Hernandez Rojas, a Mexican national, was declared brain-dead Saturday at a Chula Vista hospital, according to the county Medical Examiner’s Office. He suffered heart failure Monday and was taken off life support then, San Diego police said.

(...)

After their arrest in the mountains, Hernandez Rojas and his brother were transported to a Border Patrol station for processing, Collins said, then to the border turnstile at San Ysidro to be returned to Mexico. As agents were unloading him from a van and taking off his handcuffs, “he started fighting with the Border Patrol agents,” who used batons to try to subdue him, Collins said.

U.S. Customs and Border Protection officers were called for help. A customs agent shot Hernandez Rojas him in the back with a Taser, and he stopped breathing shortly afterward, Collins said.
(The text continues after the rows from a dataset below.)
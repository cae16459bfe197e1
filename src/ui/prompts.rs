//! Confirmation prompt with CI/non-interactive fallback

use super::context::UiContext;
use crate::error::{ForgeError, ForgeResult};

/// Ask for confirmation. Auto-yes approves, non-interactive sessions get
/// `default`.
pub async fn confirm(ctx: &UiContext, message: &str, default: bool) -> ForgeResult<bool> {
    if ctx.auto_yes() {
        println!("  {} (auto-approved)", message);
        return Ok(true);
    }

    if !ctx.is_interactive() {
        return Ok(default);
    }

    // cliclack blocks on stdin
    let message = message.to_string();
    let result = tokio::task::spawn_blocking(move || {
        cliclack::confirm(&message)
            .initial_value(default)
            .interact()
    })
    .await
    .map_err(|e| ForgeError::Internal(format!("prompt task failed: {}", e)))?;

    result.map_err(|e| ForgeError::io("reading confirmation", e))
}
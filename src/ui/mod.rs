//! Terminal output for the CLI
//!
//! Uses `cliclack` for interactive sessions and falls back to plain,
//! prefix-tagged lines (`[OK]`, `[WARN]`) in CI or when piped.
//!
//! # Example
//!
//! ```rust,ignore
//! use tinyforge::ui::{self, UiContext, TaskSpinner};
//!
//! let ctx = UiContext::detect();
//! ui::intro(&ctx, "tinyforge run");
//!
//! let mut spinner = TaskSpinner::new(&ctx);
//! spinner.start("Preparing mappings...");
//! spinner.stop("Mappings ready");
//!
//! ui::step_ok_detail(&ctx, "intermediate", "official, intermediary");
//! ```

mod context;
mod output;
mod progress;
mod prompts;
mod theme;

pub use context::UiContext;
pub use output::{
    intro, key_value, outro_success, outro_warn, section, step_info, step_ok, step_ok_detail,
    step_warn, step_warn_hint,
};
pub use progress::TaskSpinner;
pub use prompts::confirm;
pub use theme::{init_theme, ForgeTheme};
He was found to have two darts from the stun gun in his back.
Firstly, I couldn't find any non-local news that documents this, which is tragic. Secondly, I can't find the KPBS account that disclosed that:
  1. There were twenty agents present when Rojas was tasered,
  2. He was put to the ground, handcuffed, and then dragged away out of sight of the camera before the tasering happened.
Apropos of this story, by the way, is the Oscar Grant trial, about the man who was shot to death by a police officer who claims he meant to pull out a taser. Here's Julianne Hing on the rules of engagement issue related to both stories:
If the jury buys the theory that Mehserle intended to pull only his Taser on Grant, does that mean he was within the law when he shot an unarmed man?

That's a tougher legal question than it is a moral one. Because what jurors have also learned during this trial is that police officers have total discretion as to what tool they need to subdue suspects. Moreover, they are allowed to use any kind of force that corresponds to the level of threat they perceive they're under.

So it's difficult to prove cops have been guilty of excessive force and intentional abuse; the only defense a cop needs is that he or she fears life-threatening danger. Mehserle says he feared such danger that night.
If that's the level of ease with which police officers can draw their gun -- and the ease with which they can defend themselves, there will be more use of excessive force, both by accident and deliberately.

And what do you get at the end of it? Well, let's see the second story:
U.S. authorities said Tuesday a border patrol agent was defending himself and colleagues when he fatally shot a 15-year-old boy as officers came under a barrage of big stones while trying to detain illegal immigrants on the U.S. side of the Rio Grande.
"It is a deadly force encounter," Bonner said. "One that justifies the use of deadly force."